5. China is a “barrier” to ending Zambian debt crisis, says Janet Yellen The US Treasury secretary has called on China to agree to a speedy loan restructuring for Zambia, saying Beijing is a “barrier” to ending the debt crisis in the South African country. Africa’s second largest copper producer defaulted on debts worth $17 billion in 2020.

next day

latest markets US stocks pause after Monday’s rally ahead of a busy day of earnings announcements. Contracts tracking the leading S&P 500 index on Wall Street and those tracking the high-tech Nasdaq 100 index traded in a narrow range before the New York open. Read the latest market report.

debt ceiling: US President Joe Biden will meet with the Democratic leadership in Congress to draw their united front on the country’s debt limit. The United States last week hit the legal maximum amount the federal government is allowed to borrow, prompting the Treasury Department to say it is now taking “extraordinary measures” to meet its debt obligations.

earnings Microsoft reported earnings after announcing plans to cut 10,000 jobs and pour billions of dollars into the company behind artificial intelligence platform ChatGPT in recent days. US defense firms Lockheed Martin and Raytheon also reported earnings as demand for their products increased. As reported by 3M, Johnson & Johnson, and General Electric.

Ticket manager: The Senate Judiciary Committee will hold an antitrust hearing focusing on the meltdown during Taylor Swift’s upcoming ticket sale eras a tour. Joe Berchtold, chief financial officer of Live Nation, the company that owns Ticketmaster, is scheduled to testify.

Coinciding with the publication of Martin Wolf’s new book, The Crisis of Democratic Capitalism, join him and other online thought leaders for a subscriber-exclusive event on January 31. Register for free here.

What else do we read?

The Wagner Company: A Russian Warlord and His Lawyers As the founder of the private mercenary operation known as the Wagner Group, which provides power to dictators and waged war in the Middle East and Africa as an unofficial tool of the Kremlin’s foreign policy, Russian businessman Yevgeny Prigozhin is one of the most sanctioned individuals. Universe. A Financial Times investigation shows how he has used top corporate lawyers around the world to try to keep Western governments at bay.

The rise of Esther Crawford in Musk’s “hardcore” Twitter The social media giant’s director of product management has become one of the few women in the company to join Elon Musk’s trusted lieutenants. Some insiders believe the 39-year-old has the charismatic energy needed to turn around the struggling Twitter business, while also having the ear of his impulsive owner. Others reviled her as a sycophant and an opportunist.

The case of the troll ship tests Norway’s hold on the Arctic archipelago In a case starting today, Norway’s Supreme Court will assess whether a Latvian fishing vessel needs a Norwegian license to fish for snow crab in an area stretching around the Arctic archipelago of Svalbard. The case will test the Oslo interpretation of territorial waters and control over the region’s resources.

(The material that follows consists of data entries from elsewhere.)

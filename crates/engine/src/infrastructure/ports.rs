//! Testability ports for injecting time.

use chrono::NaiveDateTime;

// =============================================================================
// Testability Ports
// =============================================================================

/// Source of "now" as host-local wall time.
#[cfg_attr(test, mockall::automock)]
pub trait ClockPort: Send + Sync {
    fn now(&self) -> NaiveDateTime;
}
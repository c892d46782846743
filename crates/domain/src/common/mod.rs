//! Common utility functions shared by the domain and the engine.
//!
//! Pure functions only - no side effects, no I/O.

pub mod datetime;

pub use datetime::parse_local_datetime;
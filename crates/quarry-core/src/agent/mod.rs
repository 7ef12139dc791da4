//! ReAct agent loop: Thought → Action → Observation, bounded and
//! self-correcting.
//!
//! The loop never aborts on a malformed model turn. Formatting errors become
//! corrective observations and recoverable tool failures become error
//! observations; only an exhausted retry budget, an exhausted step budget, a
//! dead provider, or a tool failure no later turn can recover from terminates
//! a run without an answer.

pub mod parser;
pub mod step;
pub mod tools;

use std::sync::Arc;

use quarry_llm::provider::Message;
use quarry_llm::LlmProvider;
use tokio::sync::mpsc;

use crate::config::AgentConfig;
use crate::error::ToolError;
use parser::{ParsedOutput, parse_model_output};
use step::{AgentRun, AgentStep, RunState, StepKind};
use tools::{Tool, Toolbox};

const FORMAT_CORRECTION: &str = "Your reply did not follow the required format. Respond with \
either `Thought: ...` followed by `Action: tool(\"input\")`, or `Answer: ...` when you are done.";

const ACTION_NUDGE: &str = "You have been thinking without acting. Choose a tool and issue an \
`Action: tool(\"input\")` line, or give your `Answer:` if you already know it.";

fn system_prompt() -> String {
    format!(
        "You answer questions about an indexed document collection by reasoning step by step.\n\
         Available tools:\n{}\n\n\
         Respond in exactly one of two forms:\n\
         Thought: <your reasoning>\n\
         Action: <tool>(\"<input>\")\n\n\
         or, when you can answer:\n\
         Answer: <final answer>",
        Tool::catalogue()
    )
}

/// Emits each step to `sink` as it is appended. Delivery is lossless: a full
/// buffer waits for the receiver, so no step is ever dropped mid-run. A
/// dropped receiver stops streaming but never stops the run; the trace stays
/// authoritative.
async fn emit(steps: &mut Vec<AgentStep>, sink: Option<&mpsc::Sender<AgentStep>>, step: AgentStep) {
    if let Some(sink) = sink {
        let _ = sink.send(step.clone()).await;
    }
    steps.push(step);
}

fn render_trace(steps: &[AgentStep]) -> String {
    let mut out = String::new();
    for step in steps {
        let label = match step.kind {
            StepKind::Thought => "Thought",
            StepKind::Action => "Action",
            StepKind::Observation | StepKind::Error => "Observation",
            StepKind::Answer => "Answer",
        };
        out.push_str(label);
        out.push_str(": ");
        out.push_str(&step.content);
        out.push('\n');
    }
    out
}

pub struct Agent<P: LlmProvider> {
    provider: Arc<P>,
    toolbox: Toolbox<P>,
    config: AgentConfig,
}

impl<P: LlmProvider + 'static> Agent<P> {
    #[must_use]
    pub fn new(provider: Arc<P>, toolbox: Toolbox<P>, config: AgentConfig) -> Self {
        Self {
            provider,
            toolbox,
            config,
        }
    }

    /// Run the loop to completion for one question, optionally streaming
    /// steps to `sink`. Streaming applies backpressure rather than dropping
    /// steps, so a sink with less capacity than the trace must be consumed
    /// concurrently. Always returns a finished run; failures are terminal
    /// states in the trace, not panics or early errors.
    pub async fn run(&self, question: &str, sink: Option<mpsc::Sender<AgentStep>>) -> AgentRun {
        let sink = sink.as_ref();
        let mut steps: Vec<AgentStep> = Vec::new();
        let mut format_retries = 0u32;
        let mut consecutive_thoughts = 0u32;

        for turn in 0..self.config.max_steps {
            let reply = match self.prompt_model(question, &steps).await {
                Ok(reply) => reply,
                Err(e) => {
                    tracing::warn!(turn, "model call failed: {e}");
                    let index = steps.len();
                    emit(&mut steps, sink, AgentStep::error(index, e.to_string())).await;
                    return AgentRun {
                        steps,
                        state: RunState::Errored,
                        answer: None,
                    };
                }
            };

            match parse_model_output(&reply) {
                ParsedOutput::Answer(answer) => {
                    let index = steps.len();
                    emit(&mut steps, sink, AgentStep::answer(index, answer.clone())).await;
                    return AgentRun {
                        steps,
                        state: RunState::Answered,
                        answer: Some(answer),
                    };
                }
                ParsedOutput::Action {
                    thought,
                    tool,
                    input,
                } => {
                    format_retries = 0;
                    consecutive_thoughts = 0;
                    if let Some(thought) = thought {
                        let index = steps.len();
                        emit(&mut steps, sink, AgentStep::thought(index, thought)).await;
                    }
                    let index = steps.len();
                    emit(&mut steps, sink, AgentStep::action(index, &tool, &input)).await;
                    let observation = match self.execute(&tool, &input).await {
                        Ok(observation) => observation,
                        Err(e) if e.is_fatal() => {
                            tracing::warn!(tool = %tool, "fatal tool failure: {e}");
                            let index = steps.len();
                            emit(&mut steps, sink, AgentStep::error(index, e.to_string())).await;
                            return AgentRun {
                                steps,
                                state: RunState::Errored,
                                answer: None,
                            };
                        }
                        Err(e @ ToolError::UnknownTool(_)) => {
                            format!("Error: {e}. Available tools:\n{}", Tool::catalogue())
                        }
                        Err(e) => {
                            tracing::warn!(tool = %tool, "tool call failed: {e}");
                            format!("Error: {e}")
                        }
                    };
                    let index = steps.len();
                    emit(&mut steps, sink, AgentStep::observation(index, observation)).await;
                }
                ParsedOutput::Thought(thought) => {
                    format_retries = 0;
                    consecutive_thoughts += 1;
                    let index = steps.len();
                    emit(&mut steps, sink, AgentStep::thought(index, thought)).await;
                    if consecutive_thoughts >= 2 {
                        consecutive_thoughts = 0;
                        let index = steps.len();
                        emit(&mut steps, sink, AgentStep::observation(index, ACTION_NUDGE)).await;
                    }
                }
                ParsedOutput::Unparseable => {
                    format_retries += 1;
                    if format_retries > self.config.max_format_retries {
                        let index = steps.len();
                        emit(
                            &mut steps,
                            sink,
                            AgentStep::error(
                                index,
                                format!(
                                    "model output unparseable after {format_retries} attempts"
                                ),
                            ),
                        )
                        .await;
                        return AgentRun {
                            steps,
                            state: RunState::Errored,
                            answer: None,
                        };
                    }
                    tracing::debug!(turn, format_retries, "unparseable model turn");
                    let index = steps.len();
                    emit(
                        &mut steps,
                        sink,
                        AgentStep::observation(index, FORMAT_CORRECTION),
                    )
                    .await;
                }
            }
        }

        let index = steps.len();
        emit(
            &mut steps,
            sink,
            AgentStep::error(
                index,
                format!("step budget of {} exhausted", self.config.max_steps),
            ),
        )
        .await;
        AgentRun {
            steps,
            state: RunState::MaxStepsExceeded,
            answer: None,
        }
    }

    async fn prompt_model(
        &self,
        question: &str,
        steps: &[AgentStep],
    ) -> quarry_llm::error::Result<String> {
        let mut user = format!("Question: {question}\n");
        if !steps.is_empty() {
            user.push('\n');
            user.push_str(&render_trace(steps));
        }
        self.provider
            .chat(&[Message::system(system_prompt()), Message::user(user)])
            .await
    }

    /// Dispatch one parsed action. The caller decides whether a failure is
    /// an observation or the end of the run.
    async fn execute(&self, tool_name: &str, input: &str) -> Result<String, ToolError> {
        let Some(tool) = Tool::parse(tool_name) else {
            return Err(ToolError::UnknownTool(tool_name.to_owned()));
        };
        self.toolbox.dispatch(tool, input).await
    }
}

Why passive investing makes less sense in the current environment Passive portfolio management is attractive in a world where investment outcomes are strongly influenced by a universal common factor – as has been the case with the contract of artificial interest rates and massive central bank liquidity injections. But in a world where macro prospects are murky, dynamic asset allocation trumps low fees, writes Mohamed El-Erian.

What do you do if you hate your job Whatever your reason for being unhappy at work, hating your job is not viable in the long run. Grace Lordan of the London School of Economics shares eight proactive strategies for locating the source of the problem – and doing something about it.

Take a break from the news

Eleven Through is simply “nonsense, nonsense,” while the lower clues are more ambiguous. Try your hand at the latest crossword puzzle from the Financial Times.